§ WHAT THE TASK REQUIRES: When you output the entries, begin with the first line and end with the line containing "let entry = DiseaseCount", keeping each line exactly as it is.

§ EXCERPTED RECORDS:
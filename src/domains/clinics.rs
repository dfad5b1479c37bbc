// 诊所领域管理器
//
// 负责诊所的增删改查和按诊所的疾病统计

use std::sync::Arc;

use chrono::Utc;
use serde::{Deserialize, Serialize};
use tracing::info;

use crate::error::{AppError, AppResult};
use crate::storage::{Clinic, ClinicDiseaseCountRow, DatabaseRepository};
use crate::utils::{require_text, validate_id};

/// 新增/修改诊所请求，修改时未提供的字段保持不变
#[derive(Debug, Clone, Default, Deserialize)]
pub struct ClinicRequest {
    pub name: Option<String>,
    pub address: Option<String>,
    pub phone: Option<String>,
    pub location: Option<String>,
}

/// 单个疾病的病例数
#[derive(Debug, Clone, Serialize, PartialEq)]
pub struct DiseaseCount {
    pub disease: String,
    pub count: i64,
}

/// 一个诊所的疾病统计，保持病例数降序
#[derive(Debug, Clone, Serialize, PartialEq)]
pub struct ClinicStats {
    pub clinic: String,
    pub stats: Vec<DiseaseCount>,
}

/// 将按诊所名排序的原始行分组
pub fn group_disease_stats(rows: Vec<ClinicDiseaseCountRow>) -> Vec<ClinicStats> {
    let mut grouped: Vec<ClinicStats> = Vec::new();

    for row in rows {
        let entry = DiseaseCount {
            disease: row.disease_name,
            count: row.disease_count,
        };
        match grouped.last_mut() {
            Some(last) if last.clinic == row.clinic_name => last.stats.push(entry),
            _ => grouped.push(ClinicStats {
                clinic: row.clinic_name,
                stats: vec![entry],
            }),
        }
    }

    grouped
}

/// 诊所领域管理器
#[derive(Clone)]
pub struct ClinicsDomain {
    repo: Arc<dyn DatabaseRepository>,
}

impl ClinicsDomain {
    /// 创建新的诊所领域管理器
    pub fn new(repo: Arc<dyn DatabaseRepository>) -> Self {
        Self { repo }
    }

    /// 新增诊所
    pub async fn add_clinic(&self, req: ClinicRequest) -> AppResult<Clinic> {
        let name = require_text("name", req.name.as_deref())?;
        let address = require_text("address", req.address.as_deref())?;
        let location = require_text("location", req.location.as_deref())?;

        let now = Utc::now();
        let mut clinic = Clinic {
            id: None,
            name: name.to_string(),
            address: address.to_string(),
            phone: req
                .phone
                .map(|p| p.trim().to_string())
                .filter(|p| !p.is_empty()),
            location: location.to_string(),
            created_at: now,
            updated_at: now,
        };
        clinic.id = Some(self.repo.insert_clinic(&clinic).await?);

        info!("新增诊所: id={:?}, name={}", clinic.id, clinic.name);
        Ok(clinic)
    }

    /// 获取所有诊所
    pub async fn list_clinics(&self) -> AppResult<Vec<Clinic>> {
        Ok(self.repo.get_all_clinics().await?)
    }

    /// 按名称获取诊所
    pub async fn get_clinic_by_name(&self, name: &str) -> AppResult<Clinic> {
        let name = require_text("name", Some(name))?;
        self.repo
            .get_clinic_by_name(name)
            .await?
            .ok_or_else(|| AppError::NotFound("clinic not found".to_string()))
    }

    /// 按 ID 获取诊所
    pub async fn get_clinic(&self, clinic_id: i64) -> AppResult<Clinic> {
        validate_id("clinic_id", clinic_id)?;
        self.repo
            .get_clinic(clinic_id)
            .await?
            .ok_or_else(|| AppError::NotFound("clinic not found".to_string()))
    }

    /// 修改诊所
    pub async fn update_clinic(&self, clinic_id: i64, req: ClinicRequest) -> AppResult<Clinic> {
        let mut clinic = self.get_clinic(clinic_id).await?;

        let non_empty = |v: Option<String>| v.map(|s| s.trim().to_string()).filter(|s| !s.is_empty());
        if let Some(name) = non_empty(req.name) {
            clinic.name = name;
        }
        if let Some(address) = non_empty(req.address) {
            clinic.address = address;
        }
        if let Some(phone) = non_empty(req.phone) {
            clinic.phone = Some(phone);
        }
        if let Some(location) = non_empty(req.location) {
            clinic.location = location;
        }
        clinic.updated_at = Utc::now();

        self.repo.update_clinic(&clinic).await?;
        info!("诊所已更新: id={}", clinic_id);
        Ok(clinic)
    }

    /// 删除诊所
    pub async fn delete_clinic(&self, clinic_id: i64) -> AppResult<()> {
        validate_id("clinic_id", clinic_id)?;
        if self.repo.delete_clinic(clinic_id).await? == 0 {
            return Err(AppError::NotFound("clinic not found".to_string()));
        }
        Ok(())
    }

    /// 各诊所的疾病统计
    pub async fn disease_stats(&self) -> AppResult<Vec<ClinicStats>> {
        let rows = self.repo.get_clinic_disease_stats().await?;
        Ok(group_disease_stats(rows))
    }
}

§ TASK SOLUTION:
filename src/domains/clinics.rs
repository dfad5b1479c37bbc
// 诊所领域管理器
//
// 负责诊所的增删改查和按诊所的疾病统计

use std::sync::Arc;

use chrono::Utc;
use serde::{Deserialize, Serialize};
use tracing::info;

use crate::error::{AppError, AppResult};
use crate::storage::{Clinic, ClinicDiseaseCountRow, DatabaseRepository};
use crate::utils::{require_text, validate_id};

/// 新增/修改诊所请求，修改时未提供的字段保持不变
#[derive(Debug, Clone, Default, Deserialize)]
pub struct ClinicRequest {
    pub name: Option<String>,
    pub address: Option<String>,
    pub phone: Option<String>,
    pub location: Option<String>,
}

/// 单个疾病的病例数
#[derive(Debug, Clone, Serialize, PartialEq)]
pub struct DiseaseCount {
    pub disease: String,
    pub count: i64,
}

/// 一个诊所的疾病统计，保持病例数降序
#[derive(Debug, Clone, Serialize, PartialEq)]
pub struct ClinicStats {
    pub clinic: String,
    pub stats: Vec<DiseaseCount>,
}

/// 将按诊所名排序的原始行分组
pub fn group_disease_stats(rows: Vec<ClinicDiseaseCountRow>) -> Vec<ClinicStats> {
    let mut grouped: Vec<ClinicStats> = Vec::new();

    for row in rows {
        let entry = DiseaseCount {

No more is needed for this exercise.